The Family Council is going to take time off from beating up on gay people and restricting women's medical services to work at keeping medical marijuana out of the hands of suffering people in Arkansas.
News release here on the Religious Right political group's opposition to an initiated act to legalize use of marijuana as a medicine.
Lead crusader Jerry Cox's timeless remarks here.
Before long I will have an easy link to their first TV commercial. They'll also be pounding social media and their network of right-wing churches in the fight against pain relief.
Better information here from Arkansans for Compassionate Care, which will be waging the campaign for medical marijuana. The initiated act would allow sale of small amounts of marijuana at up to 30 dispensaries (sale must be approved by local option) for people with specific diagnosed conditions. People living more than 5 miles from a dispensary will be able to grow up to six plants.
Cox condescendingly refers to many "well intended" marijuana backers. He can't do his usual full-throated Army of the Lord fire-and-brimstone act against sinners — as he does when attacking gays' and women's rights — because the benefciary is sick people, many elderly, not bullied gay children or pushy women intent on wresting control of their bodies from people like Cox. It's also an issue on which Arkansans have repeatedly demonstrated warmth in polling. So things could get interesting.
I confess ambivalence. I lean more toward full decriminalization and have some questions about the twilight zone of legalizing trade in a substance the feds deem illegal. But there's nothing like a Family Council pronouncement to firm up my thinking.
UPDATE: Arkansans for Compassionate Care will have Montel Williams at a news conference next week endorsing the measure.

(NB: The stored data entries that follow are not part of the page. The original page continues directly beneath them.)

//! # Reference Tuning Module
//!
//! Holds the reference strings the detector matches against and the small
//! amount of musical arithmetic the renderer needs (percent in tune, cents).
//!
//! ## Features
//! - Six-string guitar standard tuning (E2 A2 D3 G3 B3 E4)
//! - Validated custom tunings (ascending, positive frequencies)
//! - Lag (period in samples) calculations for a given sample rate

use once_cell::sync::Lazy;
use serde::{Deserialize, Serialize};

use crate::error::{TunerError, TunerResult};

/// A single open string: display label and target frequency.
#[derive(Debug, Clone, PartialEq, Serialize, Deserialize)]
pub struct ReferenceString {
    /// Label shown to the player (e.g. "E", "A")
    pub label: String,
    /// Target frequency in Hz
    pub frequency: f32,
}

/// Ordered set of reference strings, lowest frequency first.
///
/// The position of a string in this list is its "string index", which is
/// what [`Detection::Detected`](crate::Detection::Detected) reports.
#[derive(Debug, Clone, PartialEq, Serialize)]
pub struct Tuning {
    strings: Vec<ReferenceString>,
}

/// Frequencies and labels of guitar standard tuning.
const STANDARD_STRINGS: [(&str, f32); 6] = [
    ("E", 82.4069),
    ("A", 110.000),
    ("D", 146.832),
    ("G", 195.998),
    ("B", 246.942),
    ("E", 329.628),
];

/// Guitar standard tuning, built once on first use.
pub static STANDARD: Lazy<Tuning> = Lazy::new(|| Tuning {
    strings: STANDARD_STRINGS
        .iter()
        .map(|&(label, frequency)| ReferenceString {
            label: label.to_string(),
            frequency,
        })
        .collect(),
});

impl Tuning {
    /// Builds a tuning from reference strings.
    ///
    /// # Errors
    /// * `InvalidTuning` - fewer than two strings, a non-positive or
    ///   non-finite frequency, or frequencies not strictly ascending
    pub fn new(strings: Vec<ReferenceString>) -> TunerResult<Self> {
        if strings.len() < 2 {
            return Err(TunerError::InvalidTuning(format!(
                "need at least 2 strings, got {}",
                strings.len()
            )));
        }
        if let Some(bad) = strings
            .iter()
            .find(|s| !s.frequency.is_finite() || s.frequency <= 0.0)
        {
            return Err(TunerError::InvalidTuning(format!(
                "string {:?} has frequency {} Hz",
                bad.label, bad.frequency
            )));
        }
        if strings.windows(2).any(|w| w[0].frequency >= w[1].frequency) {
            return Err(TunerError::InvalidTuning(
                "frequencies must be strictly ascending".to_string(),
            ));
        }
        Ok(Self { strings })
    }

    /// All strings, lowest first.
    pub fn strings(&self) -> &[ReferenceString] {
        &self.strings
    }

    /// Number of strings in the tuning.
    pub fn len(&self) -> usize {
        self.strings.len()
    }

    /// True when the tuning has no strings.
    pub fn is_empty(&self) -> bool {
        self.strings.is_empty()
    }

    /// Returns the string at `index`, if any.
    pub fn get(&self, index: usize) -> Option<&ReferenceString> {
        self.strings.get(index)
    }

    /// Period of string `index` in (fractional) samples.
    ///
    /// # Panics
    /// * If `index` is out of range
    pub fn period(&self, index: usize, sample_rate: f32) -> f32 {
        sample_rate / self.strings[index].frequency
    }

    /// Integer lag used by the coarse match: `floor(sample_rate / f)`.
    pub fn lag(&self, index: usize, sample_rate: f32) -> usize {
        self.period(index, sample_rate).floor() as usize
    }

    /// Longest lag of any string, i.e. the lag of the lowest string.
    pub fn max_lag(&self, sample_rate: f32) -> usize {
        self.lag(0, sample_rate)
    }
}

// Deserialize through `Tuning::new` so a loaded tuning is always valid.
impl<'de> Deserialize<'de> for Tuning {
    fn deserialize<D>(deserializer: D) -> Result<Self, D::Error>
    where
        D: serde::Deserializer<'de>,
    {
        #[derive(Deserialize)]
        struct Raw {
            strings: Vec<ReferenceString>,
        }
        let raw = Raw::deserialize(deserializer)?;
        Tuning::new(raw.strings).map_err(serde::de::Error::custom)
    }
}

/// How close a frequency is to its target, as a percentage.
///
/// `100 - |freq - target| * 100 / target`. Exactly 100 when in tune; drops by
/// one point per percent of error and can go negative for wild estimates.
pub fn percent_in_tune(freq: f32, target_freq: f32) -> f32 {
    100.0 - (freq - target_freq).abs() * 100.0 / target_freq
}

/// Calculates the deviation from a target frequency in cents.
///
/// Positive values are sharp, negative values flat. 100 cents = 1 semitone.
pub fn calculate_cents_deviation(freq: f32, target_freq: f32) -> f32 {
    1200.0 * (freq / target_freq).log2()
}

#[cfg(test)]
mod tests {
    use super::*;

    fn string(label: &str, frequency: f32) -> ReferenceString {
        ReferenceString {
            label: label.to_string(),
            frequency,
        }
    }

    #[test]
    fn standard_tuning_is_six_ascending_strings() {
        let labels: Vec<&str> = STANDARD.strings().iter().map(|s| s.label.as_str()).collect();
        assert_eq!(labels, ["E", "A", "D", "G", "B", "E"]);
        assert!(Tuning::new(STANDARD.strings().to_vec()).is_ok());
    }

    #[test]
    fn lags_at_44100() {
        let lags: Vec<usize> = (0..6).map(|i| STANDARD.lag(i, 44_100.0)).collect();
        assert_eq!(lags, [535, 400, 300, 225, 178, 133]);
        assert_eq!(STANDARD.max_lag(44_100.0), 535);
    }

    #[test]
    fn rejects_bad_tunings() {
        assert!(matches!(
            Tuning::new(vec![string("E", 82.0)]),
            Err(TunerError::InvalidTuning(_))
        ));
        assert!(matches!(
            Tuning::new(vec![string("A", 110.0), string("E", 82.0)]),
            Err(TunerError::InvalidTuning(_))
        ));
        assert!(matches!(
            Tuning::new(vec![string("E", 0.0), string("A", 110.0)]),
            Err(TunerError::InvalidTuning(_))
        ));
        assert!(matches!(
            Tuning::new(vec![string("A", 110.0), string("A", 110.0)]),
            Err(TunerError::InvalidTuning(_))
        ));
    }

    #[test]
    fn deserialize_validates() {
        let ok: Tuning = serde_json::from_str(
            r#"{"strings":[{"label":"D","frequency":73.42},{"label":"A","frequency":110.0}]}"#,
        )
        .unwrap();
        assert_eq!(ok.len(), 2);

        let bad = serde_json::from_str::<Tuning>(
            r#"{"strings":[{"label":"A","frequency":110.0},{"label":"D","frequency":73.42}]}"#,
        );
        assert!(bad.is_err());
    }

    #[test]
    fn percent_in_tune_formula() {
        assert_eq!(percent_in_tune(110.0, 110.0), 100.0);
        assert!((percent_in_tune(99.0, 110.0) - 90.0).abs() < 1e-4);
        assert!((percent_in_tune(121.0, 110.0) - 90.0).abs() < 1e-4);
    }

    #[test]
    fn cents_deviation() {
        assert!(calculate_cents_deviation(110.0, 110.0).abs() < 1e-4);
        assert!((calculate_cents_deviation(220.0, 110.0) - 1200.0).abs() < 1e-3);
        assert!(calculate_cents_deviation(108.0, 110.0) < 0.0);
    }
}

UPDATE II: Plenty of drama in the Family Council's film noir ad, full of guns, menacing black people (a favorite prop in Republican advertising) and a reference to "stoned-out zombies." It's blatantly dishonest. It says no prescriptions will be required, when a written order from a physician is required, a license from the state and a purchase from a legal dispensary. (When are they going after Rush's drug of choice, Oxycontin, I wonder?) Slimy stuff, even by the Family Council's bottom-of-the-barrel standards.